McAlister told the court during the sentencing hearing she was motivated to act by Jesus’ call to nonviolence and the Bible.

“I’ve tried to follow the instruction of the prophet Isaiah who clearly says we have to beat our swords into plowshares and spears into pruning hooks and to stop teaching war,” she said, according to Catholic News Service. “All my life I have spoken and written against nuclear weapons. I believe these are contrary to life. These are destructive to life on every single level.”
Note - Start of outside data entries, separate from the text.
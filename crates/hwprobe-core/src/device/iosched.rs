//! Block device I/O scheduler.

use crate::paths;
use crate::Prober;
use serde::Serialize;

/// Block devices probed, in order.
pub const BLOCK_DEVICES: &[&str] = &["mmcblk0", "mmcblk1", "sda", "nvme0n1", "vda"];

/// Scheduler selection of one block device.
#[derive(Debug, Clone, PartialEq, Eq, Serialize)]
pub struct IoScheduler {
    pub device: String,
    pub available: Vec<String>,
    /// The bracketed entry; empty if none is marked.
    pub current: String,
    pub read_ahead_kb: Option<i64>,
}

impl IoScheduler {
    /// Parses a selector line such as `noop [cfq] deadline`.
    pub fn parse(device: &str, content: &str) -> Option<Self> {
        let mut available = Vec::new();
        let mut current = String::new();

        for token in content.split_whitespace() {
            match token.strip_prefix('[').and_then(|t| t.strip_suffix(']')) {
                Some(name) => {
                    current = name.to_string();
                    available.push(name.to_string());
                }
                None => available.push(token.to_string()),
            }
        }

        if available.is_empty() {
            return None;
        }

        Some(Self {
            device: device.to_string(),
            available,
            current,
            read_ahead_kb: None,
        })
    }

    /// Reads the scheduler of the first known block device that exists.
    pub async fn read(prober: &Prober) -> Option<Self> {
        let device = BLOCK_DEVICES
            .iter()
            .find(|dev| prober.reader().exists(&paths::block_scheduler(dev)))?;

        let content = prober.read_text(&paths::block_scheduler(device)).await?;
        let mut scheduler = Self::parse(device, &content)?;
        scheduler.read_ahead_kb = prober
            .read_text(&paths::block_read_ahead(device))
            .await
            .and_then(|v| v.trim().parse().ok());
        Some(scheduler)
    }
}
//! Reads through the privileged executor.

use crate::shell::CommandExecutor;
use futures_util::future::BoxFuture;
use futures_util::FutureExt;
use std::sync::Arc;
use tracing::debug;

/// Outcome of one privileged read.
#[derive(Debug, Clone, PartialEq, Eq)]
pub struct ReadCompletion {
    pub path: String,
    /// File content, `None` when the read produced nothing usable.
    pub content: Option<String>,
    pub exit_code: Option<i32>,
}

/// An issued read, resolving exactly once.
pub type PendingRead = BoxFuture<'static, ReadCompletion>;

/// Quotes a path for a POSIX shell.
pub fn shell_quote(value: &str) -> String {
    format!("'{}'", value.replace('\'', r"'\''"))
}

/// The command used to read a path.
pub fn cat_command(path: &str) -> String {
    format!("cat {}", shell_quote(path))
}

/// Issues `cat <path>` through a [`CommandExecutor`].
#[derive(Clone)]
pub struct PrivilegedReader {
    executor: Arc<dyn CommandExecutor>,
}

impl PrivilegedReader {
    pub fn new(executor: Arc<dyn CommandExecutor>) -> Self {
        Self { executor }
    }

    pub fn executor(&self) -> &Arc<dyn CommandExecutor> {
        &self.executor
    }

    pub fn is_available(&self) -> bool {
        self.executor.is_available()
    }

    /// Issues a read; `None` if the executor could not be engaged.
    ///
    /// The command is sent before this returns, so issue order is submission
    /// order even if the futures are polled in another order.
    pub fn read_async(&self, path: &str) -> Option<PendingRead> {
        let handle = self.executor.execute(&cat_command(path))?;
        debug!("Privileged read issued for {}", path);

        let path = path.to_string();
        Some(
            async move {
                let output = handle.collect().await;
                let content = match output.exit_code {
                    Some(code) if code == 0 || !output.lines.is_empty() => Some(output.text()),
                    _ => None,
                };
                debug!(
                    "Privileged read of {} completed with {:?}",
                    path, output.exit_code
                );
                ReadCompletion {
                    path,
                    content,
                    exit_code: output.exit_code,
                }
            }
            .boxed(),
        )
    }

    /// Issues a read and waits for it.
    pub async fn read(&self, path: &str) -> Option<String> {
        self.read_async(path)?.await.content
    }
}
McAlister, of New London, Connecticut, is the widow of Phil Berrigan (1923-2002), a former Josephite priest and longtime peace activist. She and six people known as the Kings Bay Plowshares 7 were convicted in October 2019 of three felonies and a misdemeanor in U.S. District Court for the Southern District of Georgia in Brunswick, Ga. 

The group includes Martha Hennessy, a granddaughter of Catholic Worker co-founder Dorothy Day, whose cause for canonization is underway; Jesuit Father Steve Kelly; Patrick O’Neill, of Garner, N.C.; Mark Colville, of New Haven, Conn; and Clare Grady of Ithaca, Diocese of Rochester.

McAlister and Grady participated in the 1983 Plowshares action at the former Griffiss Air Force Base in Rome. They entered the base in the early morning and hammered dents into a B-52 bomber. Both were found guilty and sentenced to federal prison after a trial in Syracuse.

McCalister was sentenced June 8 from her home by video conferencing because of the coronavirus pandemic. The other defendants are scheduled for sentencing June 29.